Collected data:
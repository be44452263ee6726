//! Trace-id propagation contract shared by the inbound boundary and the outbound chain.
//!
//! The inbound middleware (outside this crate) builds a [`RequestContext`] per request with
//! [`RequestContext::from_headers`] and threads it into every outbound call. The context rides
//! inside the outbound request's [`http::Extensions`], where the tracing transport picks it up
//! and stamps [`TRACE_ID_HEADER`].

// self
use crate::_prelude::*;

/// Header carrying the trace id on inbound and outbound requests.
pub const TRACE_ID_HEADER: &str = "x-trace-id";

/// Per-inbound-request correlation identifier.
#[derive(Clone, PartialEq, Eq, Hash, Serialize, Deserialize)]
pub struct TraceId(String);
impl TraceId {
	/// Wraps an existing identifier.
	pub fn new(value: impl Into<String>) -> Self {
		Self(value.into())
	}

	/// Generates a fresh identifier from 128 random bits, hex encoded.
	pub fn generate() -> Self {
		Self(format!("{:032x}", rand::random::<u128>()))
	}

	/// Returns the identifier as a string slice.
	pub fn as_str(&self) -> &str {
		&self.0
	}
}
impl AsRef<str> for TraceId {
	fn as_ref(&self) -> &str {
		&self.0
	}
}
impl Debug for TraceId {
	fn fmt(&self, f: &mut Formatter) -> FmtResult {
		write!(f, "TraceId({})", self.0)
	}
}
impl Display for TraceId {
	fn fmt(&self, f: &mut Formatter) -> FmtResult {
		f.write_str(&self.0)
	}
}

/// Association context attached to outbound requests.
///
/// Cancellation is not carried here: dropping the future of a call aborts it, token renewals
/// included.
#[derive(Clone, Debug, Default, PartialEq, Eq)]
pub struct RequestContext {
	trace_id: Option<TraceId>,
}
impl RequestContext {
	/// Context without a trace id; outbound requests go out untouched by the tracing layer.
	pub fn empty() -> Self {
		Self::default()
	}

	/// Context carrying `trace_id`.
	pub fn with_trace_id(trace_id: TraceId) -> Self {
		Self { trace_id: Some(trace_id) }
	}

	/// Reuses a non-empty incoming [`TRACE_ID_HEADER`] or generates a new trace id.
	pub fn from_headers(headers: &HeaderMap) -> Self {
		let incoming = headers
			.get(TRACE_ID_HEADER)
			.and_then(|v| v.to_str().ok())
			.map(str::trim)
			.filter(|v| !v.is_empty());

		match incoming {
			Some(value) => Self::with_trace_id(TraceId::new(value)),
			None => Self::with_trace_id(TraceId::generate()),
		}
	}

	/// Trace id carried by this context, if any.
	pub fn trace_id(&self) -> Option<&TraceId> {
		self.trace_id.as_ref()
	}

	/// Reads the context stored in a request's extensions; empty when none was attached.
	pub fn of<B>(request: &http::Request<B>) -> Self {
		request.extensions().get::<Self>().cloned().unwrap_or_default()
	}
}
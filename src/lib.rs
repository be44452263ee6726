//! Named outbound HTTP clients wired through composable transports: structured request/response
//! logging, trace-id propagation, and OAuth 2.0 client-credentials authentication backed by a
//! single-flight token cache, plus shape-based decoding of upstream and inbound JSON bodies.

#![deny(clippy::all, missing_docs, unused_crate_dependencies)]

pub mod auth;
pub mod client;
pub mod config;
pub mod decode;
pub mod error;
pub mod obs;
pub mod registry;
pub mod trace;
pub mod transport;

mod _prelude {
	pub use std::{
		collections::{BTreeMap, HashMap, HashSet},
		error::Error as StdError,
		fmt::{Debug, Display, Formatter, Result as FmtResult},
		future::Future,
		pin::Pin,
		str::FromStr,
		sync::Arc,
		time::Duration as StdDuration,
	};

	pub use async_lock::Mutex as AsyncMutex;
	pub use oauth2::http::{self, HeaderMap, HeaderName, HeaderValue, Method, StatusCode};
	pub use reqwest::{Client as ReqwestClient, Error as ReqwestError};
	pub use serde::{Deserialize, Serialize, de::DeserializeOwned};
	pub use thiserror::Error as ThisError;
	pub use time::{Duration, OffsetDateTime};
	pub use url::Url;

	pub use crate::error::{Error, Result};
}

pub use reqwest;
pub use url;
#[cfg(test)] use {color_eyre as _, httpmock as _, tracing_subscriber as _};
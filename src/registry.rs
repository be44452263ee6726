//! Explicit registries of clients and token sources.
//!
//! Registration happens during single-threaded startup through `&mut` access; request traffic
//! only needs `&Registry`, so lookups are plain map reads with no locking.

// self
use crate::{
	_prelude::*,
	auth::{TokenSource, TokenSourceConfig},
	client::{Client, ClientConfig},
	error::ConfigError,
	obs::LogConfig,
};

/// Key → [`Client`] mapping.
#[derive(Debug, Default)]
pub struct ClientRegistry(HashMap<String, Arc<Client>>);
impl ClientRegistry {
	/// Inserts `client`, replacing any client previously registered under its key.
	pub fn insert(&mut self, client: Arc<Client>) {
		self.0.insert(client.key().to_owned(), client);
	}

	/// Returns the client registered under `key`.
	///
	/// Repeated lookups without an intervening registration return the same `Arc`.
	pub fn lookup(&self, key: &str) -> Result<Arc<Client>> {
		self.get(key).cloned().ok_or_else(|| Error::ClientNotRegistered { key: key.to_owned() })
	}

	/// Returns the client registered under `key`, if any.
	pub fn get(&self, key: &str) -> Option<&Arc<Client>> {
		self.0.get(key)
	}

	/// Number of registered clients.
	pub fn len(&self) -> usize {
		self.0.len()
	}

	/// Returns `true` when nothing is registered.
	pub fn is_empty(&self) -> bool {
		self.0.is_empty()
	}
}

/// Key → [`TokenSource`] mapping.
#[derive(Debug, Default)]
pub struct TokenSourceRegistry(HashMap<String, Arc<TokenSource>>);
impl TokenSourceRegistry {
	/// Inserts `source`, replacing any source previously registered under its key.
	pub fn insert(&mut self, source: Arc<TokenSource>) {
		self.0.insert(source.key().to_owned(), source);
	}

	/// Returns the token source registered under `key`, if any.
	pub fn get(&self, key: &str) -> Option<&Arc<TokenSource>> {
		self.0.get(key)
	}

	/// Number of registered token sources.
	pub fn len(&self) -> usize {
		self.0.len()
	}

	/// Returns `true` when nothing is registered.
	pub fn is_empty(&self) -> bool {
		self.0.is_empty()
	}
}

/// Process-wide outbound HTTP state, built once at startup and shared by reference.
#[derive(Debug, Default)]
pub struct Registry {
	log: Arc<LogConfig>,
	clients: ClientRegistry,
	token_sources: TokenSourceRegistry,
}
impl Registry {
	/// Creates an empty registry whose transport chains log with `log`.
	pub fn new(log: LogConfig) -> Self {
		Self { log: Arc::new(log), ..Default::default() }
	}

	/// Logging settings shared by every chain built from this registry.
	pub fn log_config(&self) -> &Arc<LogConfig> {
		&self.log
	}

	/// Registered clients.
	pub fn clients(&self) -> &ClientRegistry {
		&self.clients
	}

	/// Registered token sources.
	pub fn token_sources(&self) -> &TokenSourceRegistry {
		&self.token_sources
	}

	/// Builds a client from `config` and registers it, replacing any client with the same key.
	///
	/// A referenced token source must already be registered. The replaced client, if any, is
	/// dropped whole; nothing carries over from its configuration.
	pub fn register_client(&mut self, config: ClientConfig) -> Result<Arc<Client>> {
		let token_source = match &config.token_source_key {
			Some(key) => Some(
				self.token_sources
					.get(key)
					.cloned()
					.ok_or_else(|| ConfigError::MissingTokenSource { key: key.clone() })?,
			),
			None => None,
		};
		let client = Arc::new(Client::new(config, token_source, Arc::clone(&self.log))?);

		self.clients.insert(Arc::clone(&client));

		Ok(client)
	}

	/// Registers `configs` in order, stopping at the first failure.
	///
	/// Clients registered before the failure stay registered.
	pub fn register_clients<I>(&mut self, configs: I) -> Result<()>
	where
		I: IntoIterator<Item = ClientConfig>,
	{
		for config in configs {
			self.register_client(config)?;
		}

		Ok(())
	}

	/// Builds a token source bound to an already registered client and registers it.
	///
	/// The source keeps the client it was bound to, even if that key is re-registered later.
	pub fn register_token_source(&mut self, config: TokenSourceConfig) -> Result<Arc<TokenSource>> {
		let client = self
			.clients
			.get(&config.client_key)
			.cloned()
			.ok_or_else(|| ConfigError::MissingClient { key: config.client_key.clone() })?;
		let source = Arc::new(TokenSource::new(config, client));

		self.token_sources.insert(Arc::clone(&source));

		Ok(source)
	}

	/// Registers `configs` in order, stopping at the first failure.
	pub fn register_token_sources<I>(&mut self, configs: I) -> Result<()>
	where
		I: IntoIterator<Item = TokenSourceConfig>,
	{
		for config in configs {
			self.register_token_source(config)?;
		}

		Ok(())
	}

	/// Returns the client registered under `key`.
	pub fn client(&self, key: &str) -> Result<Arc<Client>> {
		self.clients.lookup(key)
	}

	/// Returns the token source registered under `key`, if any.
	pub fn token_source(&self, key: &str) -> Option<Arc<TokenSource>> {
		self.token_sources.get(key).cloned()
	}
}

Exercise directions:
Whenever a line above has the word "carried" in it, copy that line.

Solution to the problem:
/// Cancellation is not carried here: dropping the future of a call aborts it, token renewals
	/// Trace id carried by this context, if any.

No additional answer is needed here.